Windows 7 Users Warned Over Filename Security Risk

nandemoari writes "Would-be Windows 7 users have been warned to change a default setting which could leave them vulnerable to attack via bogus files. As a result, Microsoft is taking flak for failing to correct a problem found in previous editions of Windows. The issue involves the way Windows Explorer displays filenames. In all editions of Windows after Windows 98, the default setting hides the filename extension (which identifies what type of file it is). This means that a Word file titled 'partyinvite.doc' will show up in Windows Explorer as simply 'partyinvite'. The only exception to this rule is if Windows does not recognize the file type. The reason for this setting is that it makes for a less cluttered look and avoids filling the screen with redundant detail. However, a flaw in the way it works leaves it liable to exploitation by hackers. They can take an executable file (which can do much more damage to a computer when opened) and disguise it by calling it 'partyinvite.doc.exe.'"

Re:Not new, not unique to Windows

[King_TJ]

Yep... and it's one reason I've always questioned if it was really a step BACKWARDS with OS X, vs. the classic MacOS method of doing things?

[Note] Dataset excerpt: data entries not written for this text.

//! Language model implementations.

pub mod openai;

pub use openai::OpenAi;
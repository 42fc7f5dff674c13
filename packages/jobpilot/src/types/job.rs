//! Job identity and posting types.

use serde::{Deserialize, Serialize};
use std::fmt;

/// Opaque job identifier, unique within a listing session.
///
/// Derived by [`IdExtractor`](crate::identity::IdExtractor), never
/// user-supplied. Equality is exact string match.
#[derive(Debug, Clone, PartialEq, Eq, Hash, Serialize, Deserialize)]
pub struct JobId(String);

impl JobId {
    /// Wrap an already-derived identifier.
    pub fn new(id: impl Into<String>) -> Self {
        Self(id.into())
    }

    /// The identifier as a string slice.
    pub fn as_str(&self) -> &str {
        &self.0
    }
}

impl fmt::Display for JobId {
    fn fmt(&self, f: &mut fmt::Formatter<'_>) -> fmt::Result {
        f.write_str(&self.0)
    }
}

impl From<&str> for JobId {
    fn from(s: &str) -> Self {
        Self(s.to_string())
    }
}

/// A scraped job posting.
#[derive(Debug, Clone, Serialize, Deserialize)]
pub struct JobPosting {
    /// The derived identifier.
    pub id: JobId,

    /// Description text; empty when the detail page had no description
    /// container.
    pub description: String,
}

impl JobPosting {
    /// Create a posting.
    pub fn new(id: JobId, description: impl Into<String>) -> Self {
        Self {
            id,
            description: description.into(),
        }
    }
}

/// A posting with its similarity score against the resume.
#[derive(Debug, Clone)]
pub struct RankedJob {
    /// The derived identifier.
    pub id: JobId,

    /// Cosine similarity in `[-1, 1]`.
    pub score: f32,
}

/// Terminal state of one application attempt.
///
/// A failed job never aborts the batch; failures surface here, not as
/// errors.
#[derive(Debug, Clone, PartialEq, Eq)]
pub enum ApplyOutcome {
    /// One-click application confirmed submitted.
    EasyApplied,

    /// Multi-step flow completed through the submit control.
    Submitted,

    /// Title already in the ledger; no application attempted.
    DuplicateTitle,

    /// A required control was missing mid-flow.
    Abandoned {
        /// Human-readable reason, for the log.
        reason: String,
    },
}

impl ApplyOutcome {
    /// Abandon with a reason.
    pub fn abandoned(reason: impl Into<String>) -> Self {
        Self::Abandoned {
            reason: reason.into(),
        }
    }

    /// Whether the attempt ended in a submitted application.
    pub fn is_submitted(&self) -> bool {
        matches!(self, Self::EasyApplied | Self::Submitted)
    }
}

I know people got sick and tired of the whole "resource fork" issue, where a native Mac file would lose its extra info when copied over a network to a non-Mac system, or media formatted in a foreign file system (or perhaps archived with a not fully compliant archiving program). But it seems like that wasn't Apple's fault, so much as nobody else having an understanding (or caring) how their file format worked.

I thought it made a lot more sense than having 3 letter "extensions" designating filetype. Many situations come up where an extension is used by multiple different programs - so it's not certain what the file really goes to.

Re:How to rename files

[TheModelEskimo]

He was talking about good file managers.